SOURCE RECORDS —

___

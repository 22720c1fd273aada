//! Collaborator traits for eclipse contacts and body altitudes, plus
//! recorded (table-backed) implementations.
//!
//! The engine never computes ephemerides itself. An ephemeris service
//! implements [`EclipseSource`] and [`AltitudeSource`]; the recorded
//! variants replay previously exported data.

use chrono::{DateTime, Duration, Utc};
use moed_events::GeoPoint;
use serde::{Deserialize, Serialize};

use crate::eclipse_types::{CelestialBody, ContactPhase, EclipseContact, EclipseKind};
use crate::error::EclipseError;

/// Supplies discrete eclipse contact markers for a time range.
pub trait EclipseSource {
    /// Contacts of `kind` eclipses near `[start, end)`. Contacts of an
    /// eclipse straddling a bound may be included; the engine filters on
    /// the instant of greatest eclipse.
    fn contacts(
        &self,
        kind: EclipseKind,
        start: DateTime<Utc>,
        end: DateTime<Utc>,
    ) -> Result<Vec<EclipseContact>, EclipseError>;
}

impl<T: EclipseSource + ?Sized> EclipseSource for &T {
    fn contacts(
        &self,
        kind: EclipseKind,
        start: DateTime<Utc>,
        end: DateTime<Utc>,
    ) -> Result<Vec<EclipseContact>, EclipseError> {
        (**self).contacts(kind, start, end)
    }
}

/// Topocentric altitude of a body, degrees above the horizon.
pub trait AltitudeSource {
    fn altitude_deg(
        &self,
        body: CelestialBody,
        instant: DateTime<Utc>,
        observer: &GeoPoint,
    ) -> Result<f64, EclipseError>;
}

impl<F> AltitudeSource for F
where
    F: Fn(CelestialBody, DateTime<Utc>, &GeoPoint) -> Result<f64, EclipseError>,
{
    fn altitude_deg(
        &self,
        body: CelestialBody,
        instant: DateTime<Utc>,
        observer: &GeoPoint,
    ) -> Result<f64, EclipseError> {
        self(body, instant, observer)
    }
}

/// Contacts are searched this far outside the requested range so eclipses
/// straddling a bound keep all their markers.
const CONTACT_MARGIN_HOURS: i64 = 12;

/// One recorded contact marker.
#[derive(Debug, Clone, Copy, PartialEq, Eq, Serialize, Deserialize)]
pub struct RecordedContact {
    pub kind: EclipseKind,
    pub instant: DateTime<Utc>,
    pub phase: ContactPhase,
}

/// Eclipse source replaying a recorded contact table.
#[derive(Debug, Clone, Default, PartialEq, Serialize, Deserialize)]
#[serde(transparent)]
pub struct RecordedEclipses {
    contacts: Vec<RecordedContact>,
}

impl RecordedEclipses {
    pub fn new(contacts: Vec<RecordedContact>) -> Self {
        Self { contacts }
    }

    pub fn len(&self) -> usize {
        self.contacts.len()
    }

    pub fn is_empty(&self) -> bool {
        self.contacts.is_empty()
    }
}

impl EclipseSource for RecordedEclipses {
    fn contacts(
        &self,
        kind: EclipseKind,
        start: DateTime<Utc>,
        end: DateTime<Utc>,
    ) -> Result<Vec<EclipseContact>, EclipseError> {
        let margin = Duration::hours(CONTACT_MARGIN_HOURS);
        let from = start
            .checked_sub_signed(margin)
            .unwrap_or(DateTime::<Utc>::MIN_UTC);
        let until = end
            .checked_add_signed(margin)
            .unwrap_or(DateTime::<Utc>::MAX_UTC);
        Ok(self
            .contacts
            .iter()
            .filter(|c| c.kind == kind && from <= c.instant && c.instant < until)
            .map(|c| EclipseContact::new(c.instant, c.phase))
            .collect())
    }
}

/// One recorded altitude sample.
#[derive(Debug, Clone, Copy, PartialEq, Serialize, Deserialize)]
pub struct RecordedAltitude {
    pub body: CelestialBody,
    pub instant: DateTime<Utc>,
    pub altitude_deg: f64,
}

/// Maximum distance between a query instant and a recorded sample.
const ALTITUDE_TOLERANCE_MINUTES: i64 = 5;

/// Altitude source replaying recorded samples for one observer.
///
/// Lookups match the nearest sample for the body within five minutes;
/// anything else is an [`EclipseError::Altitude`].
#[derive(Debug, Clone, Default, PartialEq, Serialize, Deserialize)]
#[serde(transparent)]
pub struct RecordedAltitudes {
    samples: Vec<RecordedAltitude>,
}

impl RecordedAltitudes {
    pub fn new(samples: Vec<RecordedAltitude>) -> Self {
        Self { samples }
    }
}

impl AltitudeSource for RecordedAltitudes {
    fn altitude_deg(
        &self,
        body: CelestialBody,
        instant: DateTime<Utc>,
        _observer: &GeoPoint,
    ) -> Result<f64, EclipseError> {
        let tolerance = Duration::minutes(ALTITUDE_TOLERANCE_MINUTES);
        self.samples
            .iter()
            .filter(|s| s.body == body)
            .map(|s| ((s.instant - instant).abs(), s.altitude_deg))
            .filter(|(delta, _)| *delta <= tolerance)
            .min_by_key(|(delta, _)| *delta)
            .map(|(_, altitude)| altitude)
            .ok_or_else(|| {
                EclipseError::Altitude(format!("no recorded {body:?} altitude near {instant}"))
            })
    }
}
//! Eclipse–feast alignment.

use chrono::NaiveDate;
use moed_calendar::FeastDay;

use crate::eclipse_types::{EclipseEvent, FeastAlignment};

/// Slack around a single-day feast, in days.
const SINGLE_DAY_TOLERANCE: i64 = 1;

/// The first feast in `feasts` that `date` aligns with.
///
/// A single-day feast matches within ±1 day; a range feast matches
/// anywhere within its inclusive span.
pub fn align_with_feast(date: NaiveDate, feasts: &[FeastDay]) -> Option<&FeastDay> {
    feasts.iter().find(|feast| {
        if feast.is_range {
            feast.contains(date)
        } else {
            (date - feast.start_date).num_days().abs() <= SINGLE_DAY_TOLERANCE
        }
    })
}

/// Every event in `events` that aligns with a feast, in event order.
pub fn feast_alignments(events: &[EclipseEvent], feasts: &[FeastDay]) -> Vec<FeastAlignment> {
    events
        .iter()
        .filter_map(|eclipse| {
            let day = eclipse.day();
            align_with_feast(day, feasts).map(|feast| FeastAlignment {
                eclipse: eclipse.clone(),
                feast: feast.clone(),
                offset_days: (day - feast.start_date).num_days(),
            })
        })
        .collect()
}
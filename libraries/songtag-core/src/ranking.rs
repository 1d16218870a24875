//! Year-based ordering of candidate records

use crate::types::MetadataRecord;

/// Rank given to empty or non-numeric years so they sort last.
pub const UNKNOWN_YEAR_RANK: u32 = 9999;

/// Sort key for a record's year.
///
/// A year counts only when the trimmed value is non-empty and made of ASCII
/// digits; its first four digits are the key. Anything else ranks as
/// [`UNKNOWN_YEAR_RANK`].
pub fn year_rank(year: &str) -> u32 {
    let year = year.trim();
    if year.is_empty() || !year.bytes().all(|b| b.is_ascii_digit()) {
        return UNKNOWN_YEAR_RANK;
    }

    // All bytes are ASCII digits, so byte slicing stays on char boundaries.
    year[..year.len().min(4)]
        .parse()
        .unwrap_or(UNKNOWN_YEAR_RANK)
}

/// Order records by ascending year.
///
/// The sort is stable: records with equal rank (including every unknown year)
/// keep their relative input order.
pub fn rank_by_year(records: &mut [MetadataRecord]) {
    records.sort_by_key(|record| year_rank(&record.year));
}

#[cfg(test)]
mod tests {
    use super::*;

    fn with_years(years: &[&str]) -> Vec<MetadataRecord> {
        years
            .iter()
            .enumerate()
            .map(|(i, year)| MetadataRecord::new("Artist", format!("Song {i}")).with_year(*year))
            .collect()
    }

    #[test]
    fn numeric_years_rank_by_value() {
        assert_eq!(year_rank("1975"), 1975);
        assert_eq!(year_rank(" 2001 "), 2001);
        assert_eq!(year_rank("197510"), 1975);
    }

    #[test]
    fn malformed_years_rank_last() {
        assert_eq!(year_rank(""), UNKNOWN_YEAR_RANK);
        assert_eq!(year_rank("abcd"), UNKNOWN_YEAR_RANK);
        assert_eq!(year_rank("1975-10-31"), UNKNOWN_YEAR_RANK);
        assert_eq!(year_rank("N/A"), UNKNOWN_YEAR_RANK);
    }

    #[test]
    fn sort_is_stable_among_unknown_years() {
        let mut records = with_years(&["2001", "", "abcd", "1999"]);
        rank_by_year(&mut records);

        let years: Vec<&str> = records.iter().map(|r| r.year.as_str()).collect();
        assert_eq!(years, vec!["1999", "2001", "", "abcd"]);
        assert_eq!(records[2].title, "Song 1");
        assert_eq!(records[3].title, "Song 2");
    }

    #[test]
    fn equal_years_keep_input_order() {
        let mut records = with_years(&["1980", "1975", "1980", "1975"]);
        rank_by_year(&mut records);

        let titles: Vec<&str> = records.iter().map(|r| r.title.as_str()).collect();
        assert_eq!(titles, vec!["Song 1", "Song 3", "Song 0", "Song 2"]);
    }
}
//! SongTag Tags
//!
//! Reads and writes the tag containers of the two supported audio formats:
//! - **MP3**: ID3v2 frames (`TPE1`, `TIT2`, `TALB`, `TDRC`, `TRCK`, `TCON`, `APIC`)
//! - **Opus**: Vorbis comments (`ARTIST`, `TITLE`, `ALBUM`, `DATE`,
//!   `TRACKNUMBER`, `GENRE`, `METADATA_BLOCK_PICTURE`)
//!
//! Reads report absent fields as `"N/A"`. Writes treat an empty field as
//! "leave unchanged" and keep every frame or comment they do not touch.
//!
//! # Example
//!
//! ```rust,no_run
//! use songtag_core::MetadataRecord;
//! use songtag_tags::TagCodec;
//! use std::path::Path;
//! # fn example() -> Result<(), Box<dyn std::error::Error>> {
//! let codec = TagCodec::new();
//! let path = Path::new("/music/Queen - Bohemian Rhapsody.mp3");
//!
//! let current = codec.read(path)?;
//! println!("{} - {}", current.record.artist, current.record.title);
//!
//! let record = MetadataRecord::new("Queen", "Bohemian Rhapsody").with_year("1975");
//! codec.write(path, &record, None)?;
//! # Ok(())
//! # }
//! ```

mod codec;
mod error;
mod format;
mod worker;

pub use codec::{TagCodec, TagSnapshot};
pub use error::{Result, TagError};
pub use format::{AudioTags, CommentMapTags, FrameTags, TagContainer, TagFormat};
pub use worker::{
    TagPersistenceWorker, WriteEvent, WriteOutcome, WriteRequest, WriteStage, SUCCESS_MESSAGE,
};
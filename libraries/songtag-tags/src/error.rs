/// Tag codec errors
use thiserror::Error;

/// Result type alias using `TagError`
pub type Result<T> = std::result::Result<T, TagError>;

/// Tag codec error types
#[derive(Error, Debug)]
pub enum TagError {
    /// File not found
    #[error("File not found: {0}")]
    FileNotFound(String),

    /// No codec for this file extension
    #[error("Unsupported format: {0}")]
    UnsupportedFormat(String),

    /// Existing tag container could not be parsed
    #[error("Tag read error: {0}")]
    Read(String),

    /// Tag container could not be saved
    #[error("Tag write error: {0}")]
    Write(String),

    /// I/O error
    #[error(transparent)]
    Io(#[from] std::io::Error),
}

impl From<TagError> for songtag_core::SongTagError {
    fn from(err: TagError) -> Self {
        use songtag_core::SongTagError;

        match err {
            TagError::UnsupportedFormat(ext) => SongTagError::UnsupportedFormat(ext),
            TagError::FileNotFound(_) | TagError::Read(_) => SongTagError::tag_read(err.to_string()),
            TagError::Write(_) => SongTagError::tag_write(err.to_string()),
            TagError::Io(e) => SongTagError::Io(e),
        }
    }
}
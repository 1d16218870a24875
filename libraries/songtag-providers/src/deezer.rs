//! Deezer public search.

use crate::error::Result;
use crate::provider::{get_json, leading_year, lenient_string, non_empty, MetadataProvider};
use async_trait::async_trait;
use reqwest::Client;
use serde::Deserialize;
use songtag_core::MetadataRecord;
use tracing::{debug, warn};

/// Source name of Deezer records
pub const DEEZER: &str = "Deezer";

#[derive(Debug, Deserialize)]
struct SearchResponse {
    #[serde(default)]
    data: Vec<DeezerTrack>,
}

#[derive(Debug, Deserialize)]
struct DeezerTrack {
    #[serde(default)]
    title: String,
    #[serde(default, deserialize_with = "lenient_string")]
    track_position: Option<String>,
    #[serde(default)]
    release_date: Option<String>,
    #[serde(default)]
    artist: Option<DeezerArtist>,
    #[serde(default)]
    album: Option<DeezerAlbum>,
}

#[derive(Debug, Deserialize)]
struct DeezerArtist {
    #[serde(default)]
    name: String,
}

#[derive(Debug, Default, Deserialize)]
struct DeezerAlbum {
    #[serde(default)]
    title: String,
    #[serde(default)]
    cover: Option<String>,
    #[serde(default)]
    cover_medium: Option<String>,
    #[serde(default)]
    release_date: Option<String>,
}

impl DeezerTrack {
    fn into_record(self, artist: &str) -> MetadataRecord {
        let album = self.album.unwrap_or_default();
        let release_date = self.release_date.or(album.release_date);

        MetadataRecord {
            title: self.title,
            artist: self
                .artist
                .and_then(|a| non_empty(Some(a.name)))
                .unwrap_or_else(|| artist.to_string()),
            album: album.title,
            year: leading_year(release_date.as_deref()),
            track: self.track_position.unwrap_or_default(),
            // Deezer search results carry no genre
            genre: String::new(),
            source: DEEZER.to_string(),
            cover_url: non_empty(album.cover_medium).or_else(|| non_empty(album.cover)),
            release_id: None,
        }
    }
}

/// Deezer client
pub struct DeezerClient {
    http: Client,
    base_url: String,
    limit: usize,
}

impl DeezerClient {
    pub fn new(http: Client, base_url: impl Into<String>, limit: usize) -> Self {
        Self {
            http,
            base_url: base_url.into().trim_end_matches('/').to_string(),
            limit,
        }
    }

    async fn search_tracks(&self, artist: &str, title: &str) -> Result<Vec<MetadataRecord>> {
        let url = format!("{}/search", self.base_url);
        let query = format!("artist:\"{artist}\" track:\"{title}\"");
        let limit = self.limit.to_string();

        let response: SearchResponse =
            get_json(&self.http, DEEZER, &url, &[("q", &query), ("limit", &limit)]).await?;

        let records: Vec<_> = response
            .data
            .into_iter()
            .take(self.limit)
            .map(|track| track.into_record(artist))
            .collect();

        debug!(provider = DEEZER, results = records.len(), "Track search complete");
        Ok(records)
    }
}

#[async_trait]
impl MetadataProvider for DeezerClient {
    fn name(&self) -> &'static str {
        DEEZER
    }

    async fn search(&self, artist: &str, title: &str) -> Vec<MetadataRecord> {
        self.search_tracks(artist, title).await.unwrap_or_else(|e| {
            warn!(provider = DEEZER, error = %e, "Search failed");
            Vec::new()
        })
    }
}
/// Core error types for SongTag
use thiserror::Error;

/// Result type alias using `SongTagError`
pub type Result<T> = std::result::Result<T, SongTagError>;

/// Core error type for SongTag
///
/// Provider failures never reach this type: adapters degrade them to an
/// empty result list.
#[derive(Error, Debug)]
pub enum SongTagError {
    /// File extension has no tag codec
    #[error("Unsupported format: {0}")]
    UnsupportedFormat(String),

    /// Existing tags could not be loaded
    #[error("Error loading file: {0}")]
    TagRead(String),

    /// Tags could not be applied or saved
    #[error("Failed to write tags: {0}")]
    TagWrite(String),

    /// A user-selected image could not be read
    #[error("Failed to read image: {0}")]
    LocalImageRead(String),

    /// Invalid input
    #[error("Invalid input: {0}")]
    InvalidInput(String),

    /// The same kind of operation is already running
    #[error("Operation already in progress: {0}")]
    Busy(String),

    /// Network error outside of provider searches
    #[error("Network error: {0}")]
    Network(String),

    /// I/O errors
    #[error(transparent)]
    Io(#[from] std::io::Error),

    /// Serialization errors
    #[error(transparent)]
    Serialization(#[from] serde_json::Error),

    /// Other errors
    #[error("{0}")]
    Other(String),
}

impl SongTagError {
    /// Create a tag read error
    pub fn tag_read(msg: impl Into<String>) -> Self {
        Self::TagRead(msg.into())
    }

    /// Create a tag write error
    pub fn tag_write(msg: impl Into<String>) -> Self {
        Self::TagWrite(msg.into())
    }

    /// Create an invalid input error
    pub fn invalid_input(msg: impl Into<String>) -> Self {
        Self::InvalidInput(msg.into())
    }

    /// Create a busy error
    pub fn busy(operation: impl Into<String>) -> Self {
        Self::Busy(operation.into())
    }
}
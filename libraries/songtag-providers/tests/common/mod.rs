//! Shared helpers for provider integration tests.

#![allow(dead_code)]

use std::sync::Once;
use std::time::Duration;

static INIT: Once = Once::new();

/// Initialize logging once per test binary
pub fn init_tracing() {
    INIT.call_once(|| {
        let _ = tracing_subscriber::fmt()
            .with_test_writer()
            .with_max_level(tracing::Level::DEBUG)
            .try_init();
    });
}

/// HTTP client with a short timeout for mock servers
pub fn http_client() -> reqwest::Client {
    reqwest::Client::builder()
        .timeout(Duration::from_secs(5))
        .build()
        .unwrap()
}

___

WHAT IS BEING ASKED — Taking the entries above, write out exactly the lines starting with the line containing "by ascending year." and going on through the line containing "let titles: Vec<&str>", both included, and nothing else.

EXPECTED ANSWER —
/// Order records by ascending year.
///
/// The sort is stable: records with equal rank (including every unknown year)
/// keep their relative input order.
pub fn rank_by_year(records: &mut [MetadataRecord]) {
    records.sort_by_key(|record| year_rank(&record.year));
}

#[cfg(test)]
mod tests {
    use super::*;

    fn with_years(years: &[&str]) -> Vec<MetadataRecord> {
        years
            .iter()
            .enumerate()
            .map(|(i, year)| MetadataRecord::new("Artist", format!("Song {i}")).with_year(*year))
            .collect()
    }

    #[test]
    fn numeric_years_rank_by_value() {
        assert_eq!(year_rank("1975"), 1975);
        assert_eq!(year_rank(" 2001 "), 2001);
        assert_eq!(year_rank("197510"), 1975);
    }

    #[test]
    fn malformed_years_rank_last() {
        assert_eq!(year_rank(""), UNKNOWN_YEAR_RANK);
        assert_eq!(year_rank("abcd"), UNKNOWN_YEAR_RANK);
        assert_eq!(year_rank("1975-10-31"), UNKNOWN_YEAR_RANK);
        assert_eq!(year_rank("N/A"), UNKNOWN_YEAR_RANK);
    }

    #[test]
    fn sort_is_stable_among_unknown_years() {
        let mut records = with_years(&["2001", "", "abcd", "1999"]);
        rank_by_year(&mut records);

        let years: Vec<&str> = records.iter().map(|r| r.year.as_str()).collect();
        assert_eq!(years, vec!["1999", "2001", "", "abcd"]);
        assert_eq!(records[2].title, "Song 1");
        assert_eq!(records[3].title, "Song 2");
    }

    #[test]
    fn equal_years_keep_input_order() {
        let mut records = with_years(&["1980", "1975", "1980", "1975"]);
        rank_by_year(&mut records);

        let titles: Vec<&str> = records.iter().map(|r| r.title.as_str()).collect();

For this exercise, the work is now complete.